Refinancing your home may be able to help you stop a foreclosure under certain circumstances. Refinancing a loan means you get a new loan that has different terms, conditions and requirements. You pay off your old loan with the money from the new loan. Many people refinance with the same mortgage lender who gave them their original loan, but this is not always possible.
Whether refinancing can stop a foreclosure or not will depend both upon whether you can actually qualify to refinance a loan as well as upon whether your new payments are actually affordable to you. An experienced New York foreclosure defense lawyer can help you to explore all possible options to stop a foreclosure. Contact Ronald D. Weiss, PC to learn more.
Can You Stop a Foreclosure If You Refinance?
If you refinance your home and can lower your monthly payments to make them more affordable, then you can stop the lender from taking your house since you will no longer miss payments.
However, if you are already behind on your bills then it becomes much more difficult. You typically would need to pay the amount that you owed and that was back due before you were able to refinance your loan agreement. This means you could stop foreclosure by refinancing only if you could get current on your bills and refinance into a new loan that was low enough for you to pay on time each month. Your ability to stop a foreclosure through refinancing also depends upon how far along in the complication process the lender is.
One complication that makes it difficult to refinance to stop foreclosure is that a lot of people who are facing foreclosure are underwater on their mortgages. Being underwater means that you owe more on your home loan than your house is actually worth. A mortgage lender will allow you to refinance a home loan only if there is sufficient collateral.
If you owe $200,000 on a $150,000 home, the lender is not going to let you refinance your $200,000 loan unless you bring cash to the table to make up the difference. Otherwise, the lender would be taking a big risk by lending you money without the house acting as sufficient collateral to secure the loan and make sure you pay.

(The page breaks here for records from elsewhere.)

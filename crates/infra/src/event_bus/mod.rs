//! Infrastructure message bus implementations.
//!
//! The bus abstraction lives in `dbtc-events` as pure mechanics.
//! This module provides infrastructure-backed implementations (e.g. Redis).

#[cfg(feature = "redis")]
pub mod redis_pubsub;

#[cfg(feature = "redis")]
pub use redis_pubsub::RedisPubSubBus;
//! Infrastructure wiring: store, bus, catalog, lifecycle.

use std::sync::Arc;
use std::time::Duration;

use async_trait::async_trait;
use thiserror::Error;
use tracing::{info, warn};

use dbtc_events::{BusError, InMemoryMessageBus, MessageBus, OutgoingMessage};
use dbtc_game::{FlatRewards, JobGenerator, WorkPolicy};
use dbtc_infra::{
    CompletionNotice, CompletionSink, InMemoryProfileStore, JobCatalog, JobLifecycle,
    ProfileDispatcher, SharedProfileStore,
};

use crate::config::BotConfig;

/// Type-erased string bus (Redis pub/sub or in-memory).
pub type SharedBus = Arc<dyn MessageBus<String>>;

#[derive(Debug, Error)]
pub enum ServiceError {
    #[error("invalid job generation config: {0}")]
    Generation(String),

    #[error("profile store unavailable: {0}")]
    Store(String),

    #[error(transparent)]
    Bus(#[from] BusError),
}

/// Publishes replies on the outbound topic.
#[derive(Clone)]
pub struct Outbox {
    bus: SharedBus,
    topic: String,
    source_app: String,
}

impl Outbox {
    pub fn new(bus: SharedBus, topic: impl Into<String>, source_app: impl Into<String>) -> Self {
        Self {
            bus,
            topic: topic.into(),
            source_app: source_app.into(),
        }
    }

    pub fn source_app(&self) -> &str {
        &self.source_app
    }

    pub async fn send(&self, message: OutgoingMessage) -> Result<(), BusError> {
        let payload = message
            .to_json()
            .map_err(|e| BusError::Publish(format!("encoding reply failed: {e}")))?;
        self.bus.publish(&self.topic, payload).await
    }
}

/// Tells the user in chat when a job pays out.
pub struct ChatCompletionSink {
    outbox: Outbox,
}

impl ChatCompletionSink {
    pub fn new(outbox: Outbox) -> Self {
        Self { outbox }
    }
}

#[async_trait]
impl CompletionSink for ChatCompletionSink {
    async fn job_completed(&self, notice: CompletionNotice) {
        let Some(target) = notice.target else {
            return;
        };
        let content = crate::app::replies::job_completed(
            &notice.completion.job.name,
            notice.completion.payout,
            notice.completion.balance,
        );
        let message = target.respond(self.outbox.source_app(), content, true, false);
        if let Err(err) = self.outbox.send(message).await {
            warn!(user = %notice.user, error = %err, "failed to post completion notice");
        }
    }
}

/// Everything the command handlers need.
#[derive(Clone)]
pub struct AppServices {
    pub store: SharedProfileStore,
    pub bus: SharedBus,
    pub outbox: Outbox,
    pub dispatcher: ProfileDispatcher<SharedProfileStore>,
    pub catalog: Arc<JobCatalog<SharedProfileStore>>,
    pub lifecycle: Arc<JobLifecycle<SharedProfileStore>>,
    pub work: WorkPolicy,
    pub search_delay: Duration,
}

impl AppServices {
    pub fn new(
        config: &BotConfig,
        store: SharedProfileStore,
        bus: SharedBus,
    ) -> Result<Self, ServiceError> {
        let generator = JobGenerator::new(config.generation.clone())
            .map_err(|e| ServiceError::Generation(e.to_string()))?;
        let dispatcher =
            ProfileDispatcher::new(store.clone()).with_max_attempts(config.max_commit_retries);
        let outbox = Outbox::new(bus.clone(), &config.outbound_topic, &config.source_app);

        let catalog = Arc::new(JobCatalog::new(dispatcher.clone(), generator));
        let lifecycle = Arc::new(JobLifecycle::new(
            dispatcher.clone(),
            Arc::new(FlatRewards),
            Arc::new(ChatCompletionSink::new(outbox.clone())),
        ));

        Ok(Self {
            store,
            bus,
            outbox,
            dispatcher,
            catalog,
            lifecycle,
            work: WorkPolicy::new(config.work_max_payout),
            search_delay: config.search_delay,
        })
    }
}

/// Redis store and bus when `REDIS_URL` is set, in-memory otherwise.
pub fn build_services(config: &BotConfig) -> Result<AppServices, ServiceError> {
    match &config.redis_url {
        Some(url) => {
            info!("using redis store and pub/sub bus");
            let store = dbtc_infra::store::RedisProfileStore::new(url)
                .map_err(|e| ServiceError::Store(e.to_string()))?;
            let bus = dbtc_infra::event_bus::RedisPubSubBus::new(url)?;
            AppServices::new(config, Arc::new(store), Arc::new(bus))
        }
        None => {
            warn!("REDIS_URL not set; using in-memory store and bus (state is lost on exit)");
            let store = Arc::new(InMemoryProfileStore::new());
            let bus: Arc<InMemoryMessageBus<String>> = Arc::new(InMemoryMessageBus::new());
            AppServices::new(config, store, bus)
        }
    }
}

There is, however, an exception to this general rule because of the Making Home Affordable (MHA) program. This was the effort launched by the federal government to help people save their homes after the 2008 foreclosure crisis.
If you meet the eligibility criteria for any of the mortgage modifications then you may be able to refinance your loan even if you are underwater. Your lender must be participating in the government programs to stop foreclosure and you will need to prove you meet all eligibility criteria including not being convicted of certain criminal activities within the prior 10 years.
Ronald D. Weiss, P.C. can help you to determine if you can save your home via refinancing and can help with the process. You can also get assistance exploring other options to avoid losing your home such as other mortgage modification programs or filing for bankruptcy protection. Call today to learn more about how we can help you.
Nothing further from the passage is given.